The Pennine Way. Bellingham to Dere Street

Day 13. 22 miles


After the walk to Once Brewed that almost physically finished me off, and being mentally tortured between forests yesterday, I classed today as a detox day. This may surprise you being as it was a long old day of twenty two odd miles, but it was a day where I had no defined end point in mind. Simply, I could take as long as I wanted, or not. I had no YHA’s to reach, no shops, campsites or hotels. It was the last couple of days on the Pennine Way and much like the first, it was walking into the arse-end of nowhere. Just blissful wilderness, sheer peace - the hills, the moors and I. And maybe a few sheep, too.


I awoke early, unzipped the tent and peered out into a foggy abyss. I was momentarily confused. Had I overslept by a factor of months and awoke in mid-winter? I clambered out onto wet grass, pulled my hoody zip up high and walked across to the toilet block and warmed myself up in the lovely hot showers, and readied myself for another day. What had I got to do today, I wondered? Just walk, that’s all the day asked of me. Oh, and before all that, head back into Bellingham and stock up on provisions. It’s the last chance to do so before the end. Therefore, I wiped the damp tent down, packed up and timed my arrival at the Coop and bakers along with both the welcoming emergence of the sun and a coach load of kids on their way to school. I stocked up on noodles, pies, breakfast items, and then headed off at 8:30. I was still trying to work out whether to camp out for one further night or two, and I continued to be indecisive until the end of the day when a lack of water resources beyond Chew Green made my mind up for me.

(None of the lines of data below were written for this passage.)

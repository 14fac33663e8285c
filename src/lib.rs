//! # Campus Map
//!
//! Interactive-map core for a campus point-of-interest viewer.
//!
//! This library provides:
//! - Hierarchical point clustering that answers any `(viewport, zoom)` query
//! - Category-driven marker visuals for clusters and single locations
//! - Key-based marker reconciliation against an external renderer
//! - A follow-mode state machine for live position tracking
//! - Concurrent per-profile route and travel-time queries
//!
//! The renderer, position source, catalogue and credential store are external
//! collaborators reached through the traits in [`renderer`] and [`session`].
//!
//! ## Features
//!
//! - **`parallel`** - Project large catalogues in parallel with rayon
//! - **`http`** - Mapbox Directions backend for routing (default)
//! - **`full`** - Enable all features
//!
//! ## Quick Start
//!
//! ```rust
//! use std::sync::Arc;
//! use campus_map::{
//!     BBox, Catalogue, Category, ClusterConfig, ClusterProjector, Location,
//!     MarkerReconciler, SpatialIndex,
//! };
//!
//! let catalogue = Arc::new(Catalogue::new(vec![
//!     Location::new("lib", "Main Library", Category::Academic, 40.7295, -73.9965),
//!     Location::new("caf", "Cafeteria", Category::Dining, 40.7297, -73.9962),
//!     Location::new("dorm", "North Hall", Category::Housing, 40.7350, -73.9900),
//! ]).unwrap());
//!
//! let index = SpatialIndex::build(catalogue.clone(), &ClusterConfig::default()).unwrap();
//! let nodes = index.query(&BBox::WORLD, 15.0);
//!
//! let specs = ClusterProjector::default().project(&nodes, &catalogue).unwrap();
//! let plan = campus_map::reconcile(&MarkerReconciler::new().markers(), &specs);
//! assert_eq!(plan.to_create.len(), nodes.len());
//! ```

use serde::{Deserialize, Serialize};
use std::collections::HashMap;
use std::fmt;

pub mod config;
pub mod deeplink;
pub mod error;
pub mod follow;
pub mod geo_utils;
pub mod index;
pub mod projector;
pub mod reconcile;
pub mod renderer;
pub mod routing;
pub mod session;

// HTTP module for directions requests
#[cfg(feature = "http")]
pub mod http;

pub use config::{ClusterConfig, FollowConfig, MapConfig, RoutingConfig};
pub use deeplink::{encode_share_link, SharedLocation};
pub use error::{ErrorKind, MapError};
pub use follow::{
    FollowController, FollowOutput, FollowState, PositionError, PositionSample, PositionStatus, Recenter,
};
pub use index::{ClusterNode, SpatialIndex};
pub use projector::{BadgeSize, ClusterProjector, MarkerVisual, RenderSpec};
pub use reconcile::{reconcile, MarkerKind, MarkerReconciler, ReconcilePlan, RenderedMarker};
pub use renderer::{InteractionKind, MapEvent, Renderer};
pub use routing::{
    DirectionsBackend, RouteGeometry, RouteLeg, RoutePlan, RouteResult, RoutingAggregator,
    TravelProfile, TravelSummary, TravelTimes,
};
pub use session::{
    resolve_routing_token, CatalogueProvider, CredentialProvider, EnvCredentials, Session,
    SessionNotice, SessionOutcome, StaticCredentials,
};

#[cfg(feature = "http")]
pub use http::MapboxDirections;

// ============================================================================
// Core Types
// ============================================================================

/// A WGS84 coordinate.
///
/// # Example
/// ```
/// use campus_map::GeoPoint;
/// let point = GeoPoint::new(40.7589, -73.9851); // Times Square
/// assert!(point.is_valid());
/// ```
#[derive(Debug, Clone, Copy, PartialEq, Serialize, Deserialize)]
pub struct GeoPoint {
    pub lat: f64,
    pub lon: f64,
}

impl GeoPoint {
    /// Create a new point from latitude and longitude.
    pub fn new(lat: f64, lon: f64) -> Self {
        Self { lat, lon }
    }

    /// Check if the point has finite, in-range coordinates.
    pub fn is_valid(&self) -> bool {
        self.lat.is_finite()
            && self.lon.is_finite()
            && self.lat >= -90.0
            && self.lat <= 90.0
            && self.lon >= -180.0
            && self.lon <= 180.0
    }

    /// `[lon, lat]` pair as used by GeoJSON and directions APIs.
    pub fn to_lon_lat(&self) -> [f64; 2] {
        [self.lon, self.lat]
    }
}

/// A geographic bounding box in degrees.
#[derive(Debug, Clone, Copy, PartialEq, Serialize, Deserialize)]
pub struct BBox {
    pub west: f64,
    pub south: f64,
    pub east: f64,
    pub north: f64,
}

impl BBox {
    /// The whole world.
    pub const WORLD: BBox = BBox {
        west: -180.0,
        south: -90.0,
        east: 180.0,
        north: 90.0,
    };

    /// Smallest box containing both points.
    pub fn from_corners(a: GeoPoint, b: GeoPoint) -> Self {
        Self {
            west: a.lon.min(b.lon),
            south: a.lat.min(b.lat),
            east: a.lon.max(b.lon),
            north: a.lat.max(b.lat),
        }
    }

    /// Get the center point of the box.
    pub fn center(&self) -> GeoPoint {
        GeoPoint::new((self.south + self.north) / 2.0, (self.west + self.east) / 2.0)
    }

    pub fn contains(&self, point: &GeoPoint) -> bool {
        point.lat >= self.south
            && point.lat <= self.north
            && point.lon >= self.west
            && point.lon <= self.east
    }
}

/// The renderer's visible region and zoom, reported on every camera move.
#[derive(Debug, Clone, Copy, PartialEq, Serialize, Deserialize)]
pub struct Viewport {
    pub bounds: BBox,
    /// Camera zoom. Renderers may report fractional zooms; queries floor them.
    pub zoom: f64,
    /// Width of the map surface in pixels, used to pick the cluster radius.
    pub width_px: u32,
}

impl Viewport {
    pub fn new(bounds: BBox, zoom: f64, width_px: u32) -> Self {
        Self { bounds, zoom, width_px }
    }
}

/// Location category. Unrecognised values from the catalogue deserialize
/// as [`Category::Unknown`].
#[derive(Debug, Clone, Copy, PartialEq, Eq, Hash, Serialize, Deserialize)]
#[serde(rename_all = "kebab-case")]
pub enum Category {
    Academic,
    StudentServices,
    Dining,
    Housing,
    Recreation,
    Administrative,
    Services,
    #[serde(other)]
    Unknown,
}

impl Category {
    pub const ALL: [Category; 7] = [
        Category::Academic,
        Category::StudentServices,
        Category::Dining,
        Category::Housing,
        Category::Recreation,
        Category::Administrative,
        Category::Services,
    ];

    pub fn as_str(&self) -> &'static str {
        match self {
            Category::Academic => "academic",
            Category::StudentServices => "student-services",
            Category::Dining => "dining",
            Category::Housing => "housing",
            Category::Recreation => "recreation",
            Category::Administrative => "administrative",
            Category::Services => "services",
            Category::Unknown => "unknown",
        }
    }
}

impl fmt::Display for Category {
    fn fmt(&self, f: &mut fmt::Formatter<'_>) -> fmt::Result {
        f.write_str(self.as_str())
    }
}

/// A campus point of interest.
#[derive(Debug, Clone, PartialEq, Serialize, Deserialize)]
pub struct Location {
    pub id: String,
    pub name: String,
    pub category: Category,
    pub lat: f64,
    #[serde(alias = "lng")]
    pub lon: f64,
    #[serde(default, skip_serializing_if = "Option::is_none")]
    pub description: Option<String>,
}

impl Location {
    pub fn new(id: &str, name: &str, category: Category, lat: f64, lon: f64) -> Self {
        Self {
            id: id.to_string(),
            name: name.to_string(),
            category,
            lat,
            lon,
            description: None,
        }
    }

    pub fn with_description(mut self, description: &str) -> Self {
        self.description = Some(description.to_string());
        self
    }

    pub fn position(&self) -> GeoPoint {
        GeoPoint::new(self.lat, self.lon)
    }
}

/// The session's read-only set of locations, addressable by id.
#[derive(Debug, Clone, Default)]
pub struct Catalogue {
    locations: Vec<Location>,
    by_id: HashMap<String, usize>,
}

impl Catalogue {
    /// Create a catalogue. Location ids become marker keys, so duplicates
    /// and ids in the cluster/pinned key namespace (`cluster:…`, `@…`, empty)
    /// are rejected.
    pub fn new(locations: Vec<Location>) -> Result<Self, MapError> {
        let mut by_id = HashMap::with_capacity(locations.len());
        for (i, location) in locations.iter().enumerate() {
            if reconcile::is_reserved_key(&location.id) {
                return Err(MapError::ReservedLocationId(location.id.clone()));
            }
            if by_id.insert(location.id.clone(), i).is_some() {
                return Err(MapError::DuplicateLocation(location.id.clone()));
            }
        }
        Ok(Self { locations, by_id })
    }

    pub fn empty() -> Self {
        Self::default()
    }

    /// Parse a JSON array of locations.
    pub fn from_json_str(json: &str) -> Result<Self, MapError> {
        let locations: Vec<Location> = serde_json::from_str(json)
            .map_err(|e| MapError::CatalogueUnavailable(format!("JSON parse error: {}", e)))?;
        Self::new(locations)
    }

    pub fn get(&self, id: &str) -> Option<&Location> {
        self.by_id.get(id).map(|&i| &self.locations[i])
    }

    pub fn get_index(&self, index: usize) -> Option<&Location> {
        self.locations.get(index)
    }

    pub fn locations(&self) -> &[Location] {
        &self.locations
    }

    pub fn len(&self) -> usize {
        self.locations.len()
    }

    pub fn is_empty(&self) -> bool {
        self.locations.is_empty()
    }
}

// ============================================================================
// Tests
// ============================================================================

That, however, was for much later. After a mile maybe of walking along the road out of Bellingham, I finally found some grass to walk on and to ease the pressure on the much put-upon feet, as I headed through Blakelaw Farm and through the fields to Hareshaw House which lay on the edge of the heather-lined moorland I now entered. Re-crossing the same road I walked down to arrive in Bellingham the previous afternoon, the trail led through the moors of Lough Shaw. For the first time in seemingly days, I was in a state of absolute sereneness and calm. The walking was easy, there was no pressure to be anywhere but where I was with each passing step. The views were panoramic, the air warm but with a breeze and there was barely a soul to be seen. Heading into nowhere is a really good thing. Additionally, with my early start I was making some really good progress. I strolled past the trig point of Deer Play, with heather either side of the clear and obvious path and the views were beautiful from the next marker, that of Whitley Pike, reached by walking through heather yet again. More heather was traipsed through en-route to Padon Hill with it’s pepperpot cairn visible for miles, though the path doesn’t actually head directly to the cairn itself - instead I passed more heather and heather was also very much in my sight, certainly in the foreground, with an end to the heather ahead as I approached Redesdale Forest.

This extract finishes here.